Open up the jupyter notebook titled lab2_vectorized_udfs and run each of the cells.

Analysis

Below is analysis of the tests ran in the notebook. Please compare these findings with the results in your notebook.

Recap

Before we look into the results, let's recap what we have done so far:

  • We took 4 different TPCH datasets of varying sizes...
  • ...Used 3 different Virtual Warehouse sizes, i.e., Small, Medium, and Large...
  • ...On 4 different hypothetical use-cases...
  • ...and generated results that will allow us to compare the performance of a UDF Operation with and without using Vectorised UDFs .

Numeric Computation Use Cases

Numeric Results Table

For Numerical Computation, keeping the same dataset and warehouse size, Vectorised UDFs outperform Normal UDFs.

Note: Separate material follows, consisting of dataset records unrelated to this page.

//! chart-engine: headless core of an interactive financial chart.
//!
//! The crate owns everything between raw series data and drawing calls: a
//! shared time index merging every series, time and price scales with
//! autoscale and log/percentage modes, device-pixel canvas bindings, a
//! coalescing invalidation scheduler and a gesture recognizer with kinetic
//! scrolling. Drawing goes through the `render::Renderer` trait; the host
//! supplies canvases, input events and animation frames.

pub mod api;
pub mod core;
pub mod error;
pub mod extensions;
pub mod interaction;
pub mod model;
pub mod render;
pub mod telemetry;

pub use api::{ChartEngine, ChartOptions};
pub use error::{ChartError, ChartResult};
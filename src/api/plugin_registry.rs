use tracing::debug;

use crate::error::{ChartError, ChartResult};
use crate::extensions::ChartPlugin;
use crate::render::Renderer;

use super::ChartEngine;

impl<R: Renderer> ChartEngine<R> {
    /// Registers an event observer; ids must be unique and non-empty.
    pub fn register_plugin(&mut self, plugin: Box<dyn ChartPlugin>) -> ChartResult<()> {
        let plugin_id = plugin.id().to_owned();
        if plugin_id.is_empty() {
            return Err(ChartError::InvalidData(
                "plugin id must not be empty".to_owned(),
            ));
        }
        if self.has_plugin(&plugin_id) {
            return Err(ChartError::InvalidData(format!(
                "plugin with id `{plugin_id}` is already registered"
            )));
        }
        debug!(plugin = %plugin_id, "plugin registered");
        self.core.runtime.plugins.push(plugin);
        Ok(())
    }

    /// Returns `true` when a plugin was removed.
    pub fn unregister_plugin(&mut self, plugin_id: &str) -> bool {
        let plugins = &mut self.core.runtime.plugins;
        let before = plugins.len();
        plugins.retain(|plugin| plugin.id() != plugin_id);
        before != plugins.len()
    }

    #[must_use]
    pub fn plugin_count(&self) -> usize {
        self.core.runtime.plugins.len()
    }

    #[must_use]
    pub fn has_plugin(&self, plugin_id: &str) -> bool {
        self.core
            .runtime
            .plugins
            .iter()
            .any(|plugin| plugin.id() == plugin_id)
    }
}
use crate::error::{ChartError, ChartResult};
use crate::render::{CanvasLayerKind, LayerPrimitives, RenderingTarget, SurfaceId};

/// Backend-agnostic scene for one canvas in one draw pass.
///
/// Lines, rects and polygons are in bitmap space; texts stay in media space.
#[derive(Debug, Clone, PartialEq)]
pub struct RenderFrame {
    pub target: RenderingTarget,
    /// Whether the backing store must be cleared before drawing.
    pub clear: bool,
    pub layers: Vec<LayerPrimitives>,
}

impl RenderFrame {
    #[must_use]
    pub fn new(target: RenderingTarget) -> Self {
        Self {
            target,
            clear: true,
            layers: Vec::new(),
        }
    }

    #[must_use]
    pub fn surface(&self) -> SurfaceId {
        self.target.surface
    }

    /// Layer of `kind`, created on first use.
    pub fn layer_mut(&mut self, kind: CanvasLayerKind) -> &mut LayerPrimitives {
        let position = match self.layers.iter().position(|layer| layer.kind == kind) {
            Some(position) => position,
            None => {
                self.layers.push(LayerPrimitives::new(kind));
                self.layers.len() - 1
            }
        };
        &mut self.layers[position]
    }

    #[must_use]
    pub fn layer(&self, kind: CanvasLayerKind) -> Option<&LayerPrimitives> {
        self.layers.iter().find(|layer| layer.kind == kind)
    }

    pub fn validate(&self) -> ChartResult<()> {
        if self.target.bitmap_size.is_empty() {
            return Err(ChartError::InvalidViewport {
                width: self.target.bitmap_size.width,
                height: self.target.bitmap_size.height,
            });
        }
        for layer in &self.layers {
            for line in &layer.lines {
                line.validate()?;
            }
            for rect in &layer.rects {
                rect.validate()?;
            }
            for polygon in &layer.polygons {
                polygon.validate()?;
            }
            for text in &layer.texts {
                text.validate()?;
            }
        }
        Ok(())
    }

    #[must_use]
    pub fn is_empty(&self) -> bool {
        self.layers.iter().all(LayerPrimitives::is_empty)
    }

    #[must_use]
    pub fn primitive_count(&self) -> usize {
        self.layers.iter().map(LayerPrimitives::primitive_count).sum()
    }
}
use tracing::trace;

use crate::error::ChartResult;
use crate::interaction::{GestureEvent, GestureOutput, GestureRecognizer, InputEvent};
use crate::model::TimeScaleInvalidation;
use crate::render::{Renderer, SurfaceId};

use super::ChartEngine;

impl<R: Renderer> ChartEngine<R> {
    /// Feeds one raw input event received by `surface` through that
    /// surface's recognizer and applies the resulting gestures.
    ///
    /// Pane main and top canvases share one recognizer. The returned output
    /// carries the recognized events and whether the host should cancel the
    /// platform default.
    pub fn handle_input(&mut self, surface: SurfaceId, event: &InputEvent) -> ChartResult<GestureOutput> {
        let surface = input_surface(surface);
        let mut output = self.recognizer_mut(surface).handle(event);
        for gesture in output.events.clone() {
            if self.dispatch_gesture(surface, gesture)? {
                output.prevent_default = true;
            }
        }
        Ok(output)
    }

    /// Fires time-based gestures (long taps) whose deadline has passed.
    /// Returns how many were dispatched.
    pub fn poll_gestures(&mut self, now_ms: f64) -> ChartResult<usize> {
        let fired: Vec<(SurfaceId, GestureEvent)> = self
            .core
            .runtime
            .pointer
            .recognizers
            .iter_mut()
            .filter_map(|(surface, recognizer)| recognizer.poll(now_ms).map(|event| (*surface, event)))
            .collect();
        for (surface, event) in &fired {
            self.dispatch_gesture(*surface, *event)?;
        }
        Ok(fired.len())
    }

    /// Pushes gesture thresholds and touch-drag axes to every recognizer.
    pub(super) fn sync_recognizers(&mut self) {
        let gestures = self.core.options.gestures;
        let handle_scroll = self.core.options.handle_scroll;
        for recognizer in self.core.runtime.pointer.recognizers.values_mut() {
            recognizer.set_options(gestures);
            recognizer.set_touch_drag_axes(handle_scroll.horz_touch_drag, handle_scroll.vert_touch_drag);
        }
    }

    fn recognizer_mut(&mut self, surface: SurfaceId) -> &mut GestureRecognizer {
        let gestures = self.core.options.gestures;
        let handle_scroll = self.core.options.handle_scroll;
        self.core
            .runtime
            .pointer
            .recognizers
            .entry(surface)
            .or_insert_with(|| {
                let mut recognizer = GestureRecognizer::new(gestures);
                recognizer.set_touch_drag_axes(handle_scroll.horz_touch_drag, handle_scroll.vert_touch_drag);
                recognizer
            })
    }

    /// Routes a gesture to the handler of its surface; `true` asks the host
    /// to prevent the platform default.
    fn dispatch_gesture(&mut self, surface: SurfaceId, event: GestureEvent) -> ChartResult<bool> {
        trace!(?surface, ?event, "gesture");
        match surface {
            SurfaceId::PaneMain(pane) | SurfaceId::PaneTop(pane) => self.handle_pane_gesture(pane, event),
            SurfaceId::TimeAxis => self.handle_time_axis_gesture(event),
            SurfaceId::PriceAxis { pane, side } => self.handle_price_axis_gesture(pane, side, event),
        }
    }

    /// Cancels a running time-scale animation, if one is queued.
    pub(super) fn stop_time_scale_animation(&mut self) {
        let animating = self.core.model.pending_invalidation().is_some_and(|mask| {
            mask.time_scale_invalidations()
                .iter()
                .any(|action| matches!(action, TimeScaleInvalidation::Animation(_)))
        });
        if animating {
            self.core.model.stop_time_scale_animation();
        }
    }
}

fn input_surface(surface: SurfaceId) -> SurfaceId {
    match surface {
        SurfaceId::PaneMain(pane) => SurfaceId::PaneTop(pane),
        other => other,
    }
}
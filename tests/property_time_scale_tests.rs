use chart_engine::api::{ChartEngine, ChartOptions};
use chart_engine::core::{SeriesDataItem, SeriesKind, SeriesOptions};
use chart_engine::render::NullRenderer;
use proptest::prelude::*;

fn engine_with_bars(bars: i64) -> ChartEngine<NullRenderer> {
    let mut engine = ChartEngine::new(NullRenderer::default(), ChartOptions::default()).expect("engine");
    let series = engine
        .add_series(SeriesKind::Line, SeriesOptions::default())
        .expect("series");
    let items: Vec<_> = (0..bars)
        .map(|i| SeriesDataItem::value(1_700_006_400 + i * 300, 100.0 + i as f64))
        .collect();
    engine.set_series_data(series, &items).expect("data");
    engine.on_animation_frame(0.0).expect("frame");
    engine
}

proptest! {
    #![proptest_config(ProptestConfig::with_cases(64))]

    #[test]
    fn logical_coordinate_round_trip(
        spacing in 2.0f64..40.0,
        offset in -30.0f64..30.0,
        logical in -100.0f64..400.0,
    ) {
        let mut engine = engine_with_bars(300);
        engine.set_bar_spacing(spacing).expect("spacing");
        engine.set_right_offset(offset).expect("offset");
        engine.on_animation_frame(16.0).expect("frame");

        let x = engine.logical_to_coordinate(logical).expect("x");
        let back = engine.coordinate_to_logical(x).expect("logical");
        prop_assert!((back - logical).abs() <= 1e-6, "{logical} -> {x} -> {back}");
    }

    #[test]
    fn navigation_always_keeps_two_bars_visible(
        bars in 2i64..200,
        spacing in 1.0f64..60.0,
        offset in -5_000.0f64..5_000.0,
    ) {
        let mut engine = engine_with_bars(bars);
        engine.set_bar_spacing(spacing).expect("spacing");
        engine.set_right_offset(offset).expect("offset");
        engine.on_animation_frame(16.0).expect("frame");

        let range = engine.visible_logical_range().expect("range");
        prop_assert!(range.right() >= 1.0 - 1e-9, "right edge {} left the data", range.right());
        prop_assert!(
            range.left() <= (bars - 2) as f64 + 1e-9,
            "left edge {} left the data",
            range.left()
        );
    }

    #[test]
    fn wheel_zoom_keeps_the_bar_under_the_pointer(
        delta in -300.0f64..300.0,
        x in 50.0f64..600.0,
    ) {
        use chart_engine::core::Point;
        use chart_engine::interaction::{InputEvent, WheelDelta, WheelDeltaMode};
        use chart_engine::render::SurfaceId;

        let mut engine = engine_with_bars(400);
        let before = engine.coordinate_to_logical(x).expect("logical");
        let wheel = InputEvent::wheel(
            Point::new(x, 100.0),
            WheelDelta { delta_x: 0.0, delta_y: delta, mode: WheelDeltaMode::Pixel },
            0.0,
        );
        engine.handle_input(SurfaceId::PaneTop(0), &wheel).expect("wheel");
        let after = engine.coordinate_to_logical(x).expect("logical");
        prop_assert!((after - before).abs() <= 1e-6);
    }
}
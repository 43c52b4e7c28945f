use crate::interaction::{WheelDelta, WheelDeltaMode};

/// Pixels per wheel unit for each delta mode.
#[must_use]
pub fn wheel_delta_multiplier(mode: WheelDeltaMode) -> f64 {
    match mode {
        WheelDeltaMode::Page => 120.0,
        WheelDeltaMode::Line => 32.0,
        WheelDeltaMode::Pixel => 1.0,
    }
}

/// Time-scale change requested by one wheel event.
#[derive(Debug, Clone, Copy, PartialEq, Default)]
pub struct WheelAction {
    /// Zoom factor in `[-1, 1]` around the pointer.
    pub zoom: Option<f64>,
    /// Pixels to scroll the chart by.
    pub scroll_px: Option<f64>,
}

impl WheelAction {
    #[must_use]
    pub fn is_empty(self) -> bool {
        self.zoom.is_none() && self.scroll_px.is_none()
    }
}

/// Maps a wheel delta to zoom and scroll, honouring which of them are enabled.
///
/// Vertical delta zooms, horizontal delta scrolls.
#[must_use]
pub fn resolve_wheel(delta: WheelDelta, scroll_enabled: bool, scale_enabled: bool) -> WheelAction {
    let multiplier = wheel_delta_multiplier(delta.mode);
    let scroll = multiplier * delta.delta_x / 100.0;
    let zoom = -multiplier * delta.delta_y / 100.0;

    let mut action = WheelAction::default();
    if zoom != 0.0 && scale_enabled {
        action.zoom = Some(zoom.signum() * zoom.abs().min(1.0));
    }
    if scroll != 0.0 && scroll_enabled {
        action.scroll_px = Some(-80.0 * scroll);
    }
    action
}

#[cfg(test)]
mod tests {
    use super::resolve_wheel;
    use crate::interaction::{WheelDelta, WheelDeltaMode};

    #[test]
    fn line_mode_zoom_is_clamped_to_one() {
        let action = resolve_wheel(
            WheelDelta {
                delta_x: 0.0,
                delta_y: -5.0,
                mode: WheelDeltaMode::Line,
            },
            true,
            true,
        );
        assert_eq!(action.zoom, Some(1.0));
        assert!(action.scroll_px.is_none());
    }

    #[test]
    fn pixel_mode_scroll_and_zoom_respect_switches() {
        let delta = WheelDelta {
            delta_x: 50.0,
            delta_y: 20.0,
            mode: WheelDeltaMode::Pixel,
        };
        let action = resolve_wheel(delta, true, true);
        assert_eq!(action.zoom, Some(-0.2));
        assert_eq!(action.scroll_px, Some(-40.0));

        let disabled = resolve_wheel(delta, false, false);
        assert!(disabled.is_empty());
    }
}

  • This is also seen when we change the size of the warehouse (to Large) to accommodate the change in dataset size (to Customer 1000)
  • This is because Numerical data types (including Boolean [0, 1]) expose their contents as memoryviews(). Memoryviews allow direct read & write access to the data without needing to copy it. But if you do require to copy it, they don't need to be read sequentially first. This significantly improves performance.
  • What is peculiar is the behavior when working with a Medium warehouse and Customer 100 dataset. Where it performs slightly less efficient than a Small Warehouse. This could have several reasons, but what I noticed in the Query Profile was:
    • It takes the Medium warehouse upto 35% of the time to initialise as compared to ~10% of time for a Smaller warehouse.
    • Another is the time it took to create the python sandbox environment, i.e. ~900ms on a Medium warehouse compared to <400ms for Smaller warehouse. The last one especially could compound across the UDFs that get created and to cause the slight difference in performance.
    • Of course, this previous point above doesn't carry across the other dataset and warehouse size.
  • Optional Work: Leverage GET_QUERY_OPERATOR_STATS() table function for a more detailed and thorough analysis.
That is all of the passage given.